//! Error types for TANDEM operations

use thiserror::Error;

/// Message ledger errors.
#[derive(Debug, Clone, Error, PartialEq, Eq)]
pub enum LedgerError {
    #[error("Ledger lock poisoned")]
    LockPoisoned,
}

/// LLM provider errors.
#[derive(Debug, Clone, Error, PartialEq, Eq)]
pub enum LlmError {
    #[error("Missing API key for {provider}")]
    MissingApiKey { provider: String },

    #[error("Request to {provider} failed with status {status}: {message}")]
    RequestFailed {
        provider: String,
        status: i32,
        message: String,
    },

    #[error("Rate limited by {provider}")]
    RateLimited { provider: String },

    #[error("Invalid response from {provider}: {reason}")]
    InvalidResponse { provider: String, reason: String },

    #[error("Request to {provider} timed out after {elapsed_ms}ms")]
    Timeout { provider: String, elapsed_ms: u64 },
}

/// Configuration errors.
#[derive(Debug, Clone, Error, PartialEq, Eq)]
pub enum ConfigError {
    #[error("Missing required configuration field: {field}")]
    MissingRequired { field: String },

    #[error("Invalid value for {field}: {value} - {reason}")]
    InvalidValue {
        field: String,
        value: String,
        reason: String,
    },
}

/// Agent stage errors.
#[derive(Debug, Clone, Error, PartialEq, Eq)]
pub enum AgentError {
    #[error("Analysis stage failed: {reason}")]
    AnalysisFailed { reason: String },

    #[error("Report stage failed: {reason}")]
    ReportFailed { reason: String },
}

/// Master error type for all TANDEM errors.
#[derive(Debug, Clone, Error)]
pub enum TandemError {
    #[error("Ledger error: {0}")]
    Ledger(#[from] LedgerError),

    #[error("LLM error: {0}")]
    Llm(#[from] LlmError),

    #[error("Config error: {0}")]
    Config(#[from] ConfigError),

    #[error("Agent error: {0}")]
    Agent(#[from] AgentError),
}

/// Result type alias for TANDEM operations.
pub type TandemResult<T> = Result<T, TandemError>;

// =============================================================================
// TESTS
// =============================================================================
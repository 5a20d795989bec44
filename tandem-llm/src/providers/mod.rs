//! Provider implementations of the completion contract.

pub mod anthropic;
* * *
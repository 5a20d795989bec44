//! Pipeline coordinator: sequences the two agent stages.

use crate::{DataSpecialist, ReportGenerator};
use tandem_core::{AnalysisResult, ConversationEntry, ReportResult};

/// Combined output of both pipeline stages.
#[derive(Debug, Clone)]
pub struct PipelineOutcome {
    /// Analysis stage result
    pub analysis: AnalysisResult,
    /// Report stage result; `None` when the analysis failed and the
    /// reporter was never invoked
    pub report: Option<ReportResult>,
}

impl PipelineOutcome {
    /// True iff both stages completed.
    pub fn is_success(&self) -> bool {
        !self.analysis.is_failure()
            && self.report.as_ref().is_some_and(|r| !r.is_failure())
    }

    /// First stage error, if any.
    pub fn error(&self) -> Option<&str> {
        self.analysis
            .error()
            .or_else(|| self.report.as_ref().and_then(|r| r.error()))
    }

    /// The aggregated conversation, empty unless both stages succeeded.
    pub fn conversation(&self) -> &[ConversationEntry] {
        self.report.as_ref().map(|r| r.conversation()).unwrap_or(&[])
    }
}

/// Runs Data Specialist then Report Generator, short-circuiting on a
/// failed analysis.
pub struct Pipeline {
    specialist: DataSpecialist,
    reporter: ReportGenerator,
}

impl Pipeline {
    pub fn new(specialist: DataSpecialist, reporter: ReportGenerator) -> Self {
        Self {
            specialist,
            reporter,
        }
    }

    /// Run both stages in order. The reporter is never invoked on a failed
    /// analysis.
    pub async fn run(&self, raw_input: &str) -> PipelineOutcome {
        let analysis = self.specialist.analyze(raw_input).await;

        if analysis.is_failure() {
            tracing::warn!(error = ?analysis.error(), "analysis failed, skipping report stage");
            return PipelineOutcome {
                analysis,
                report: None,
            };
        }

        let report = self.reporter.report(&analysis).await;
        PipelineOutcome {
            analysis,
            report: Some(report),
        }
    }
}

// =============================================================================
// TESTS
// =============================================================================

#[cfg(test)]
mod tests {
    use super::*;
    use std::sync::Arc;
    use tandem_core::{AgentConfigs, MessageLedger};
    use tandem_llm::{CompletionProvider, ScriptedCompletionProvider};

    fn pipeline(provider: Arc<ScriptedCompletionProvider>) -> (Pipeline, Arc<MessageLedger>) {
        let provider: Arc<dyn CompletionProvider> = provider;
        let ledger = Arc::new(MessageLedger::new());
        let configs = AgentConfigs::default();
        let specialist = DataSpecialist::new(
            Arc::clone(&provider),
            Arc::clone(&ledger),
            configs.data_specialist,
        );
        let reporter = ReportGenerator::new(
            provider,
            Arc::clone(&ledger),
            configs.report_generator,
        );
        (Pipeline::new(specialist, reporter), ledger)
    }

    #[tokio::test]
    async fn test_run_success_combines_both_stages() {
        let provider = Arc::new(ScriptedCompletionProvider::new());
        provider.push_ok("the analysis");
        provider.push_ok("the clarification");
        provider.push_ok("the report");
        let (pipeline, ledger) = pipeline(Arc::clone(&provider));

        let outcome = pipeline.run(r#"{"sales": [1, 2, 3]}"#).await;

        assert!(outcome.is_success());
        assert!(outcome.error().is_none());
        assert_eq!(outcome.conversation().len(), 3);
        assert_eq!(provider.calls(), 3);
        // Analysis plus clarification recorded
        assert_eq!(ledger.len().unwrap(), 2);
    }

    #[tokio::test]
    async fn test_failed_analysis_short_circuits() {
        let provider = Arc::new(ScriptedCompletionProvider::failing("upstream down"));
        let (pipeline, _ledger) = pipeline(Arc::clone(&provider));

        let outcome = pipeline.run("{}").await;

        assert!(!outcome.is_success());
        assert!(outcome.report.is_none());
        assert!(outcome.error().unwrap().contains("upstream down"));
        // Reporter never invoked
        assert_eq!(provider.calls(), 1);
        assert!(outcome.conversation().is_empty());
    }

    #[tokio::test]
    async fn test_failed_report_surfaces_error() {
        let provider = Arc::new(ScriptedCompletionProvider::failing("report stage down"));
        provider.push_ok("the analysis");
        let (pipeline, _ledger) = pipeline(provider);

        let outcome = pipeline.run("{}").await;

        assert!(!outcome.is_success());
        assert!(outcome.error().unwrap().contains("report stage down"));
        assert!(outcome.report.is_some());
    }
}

### [What you should do]
Set down, exactly as they stand above, the lines starting with the line with "types for TANDEM operations" and going on through the line with "LLM provider errors.", and no others.

### [Expected answer]
//! Error types for TANDEM operations

use thiserror::Error;

/// Message ledger errors.
#[derive(Debug, Clone, Error, PartialEq, Eq)]
pub enum LedgerError {
    #[error("Ledger lock poisoned")]
    LockPoisoned,
}

/// LLM provider errors.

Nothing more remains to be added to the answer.